Os caminhões eram fichados numa fazenda e levavam grãos até Cuiabá. Na entressafra, a carga era de cerveja, que ia da capital para Tangará da Serra. “Transportava grãos pros armazéns e voltava com fertilizante, calcário, esse tipo de mercadoria própria pra fazenda. Quando era colheita, era puxado, duas, três viagens por dia da fazenda até Deciolância, que era Distrito, hoje é município, dá 80 quilômetros. Até Tangará dava 140 quilômetros, tudo estrada de chão, tinha umas serras bem feias, quando chovia, era impossível de ir, ficava dois dias atolado no mesmo atoleiro”, conta Marcelo.
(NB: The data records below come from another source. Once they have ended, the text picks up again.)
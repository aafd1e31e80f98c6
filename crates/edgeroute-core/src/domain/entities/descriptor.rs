use std::fmt;

use crate::domain::entities::pattern::{RoutePattern, Specificity};
use crate::domain::value_objects::RouteKind;

/// Normalised representation of one route entry.
///
/// Immutable once built: the resolver reorders descriptors and may build new
/// ones (widened fallbacks, the synthesized catch-all), but never edits one.
#[derive(Debug, Clone, PartialEq, Eq)]
pub struct RouteDescriptor {
    pattern: RoutePattern,
    kind: RouteKind,
    target: String,
    status: Option<u16>,
    specificity: Specificity,
}

impl RouteDescriptor {
    pub fn new(
        pattern: RoutePattern,
        kind: RouteKind,
        target: impl Into<String>,
        status: Option<u16>,
    ) -> Self {
        let specificity = pattern.specificity();
        Self {
            pattern,
            kind,
            target: target.into(),
            status,
            specificity,
        }
    }

    pub fn pattern(&self) -> &RoutePattern {
        &self.pattern
    }

    pub fn kind(&self) -> RouteKind {
        self.kind
    }

    pub fn target(&self) -> &str {
        &self.target
    }

    pub fn status(&self) -> Option<u16> {
        self.status
    }

    pub fn specificity(&self) -> Specificity {
        self.specificity
    }

    /// 404-class fallbacks are widened to their scope by the resolver.
    pub fn is_not_found_fallback(&self) -> bool {
        self.kind.is_fallback() && self.status.unwrap_or(404) == 404
    }
}

impl fmt::Display for RouteDescriptor {
    fn fmt(&self, f: &mut fmt::Formatter<'_>) -> fmt::Result {
        write!(f, "{} -> {} ({})", self.pattern, self.target, self.kind)?;
        if let Some(status) = self.status {
            write!(f, " [{status}]")?;
        }
        Ok(())
    }
}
Ele ficou por quatro anos no Mato Grosso, depois voltou ao Paraná, no sítio do pai. Então veio o casamento, Marcelo arrumou um emprego de transporte de grãos em Pato Branco e se estabeleceu em Vitorino. A rotina de ficar 30, 60 dias longe de casa não agradava a família. “Ela [a esposa Idione] sempre queria que eu trabalhasse com o combustível aqui, vim umas par de vez, mas não dava certo, daí quando deu foi uma felicidade geral, porque fica muito mais em casa.” Desde novembro de 2000, Marcelo transporta combustível para as distribuidoras.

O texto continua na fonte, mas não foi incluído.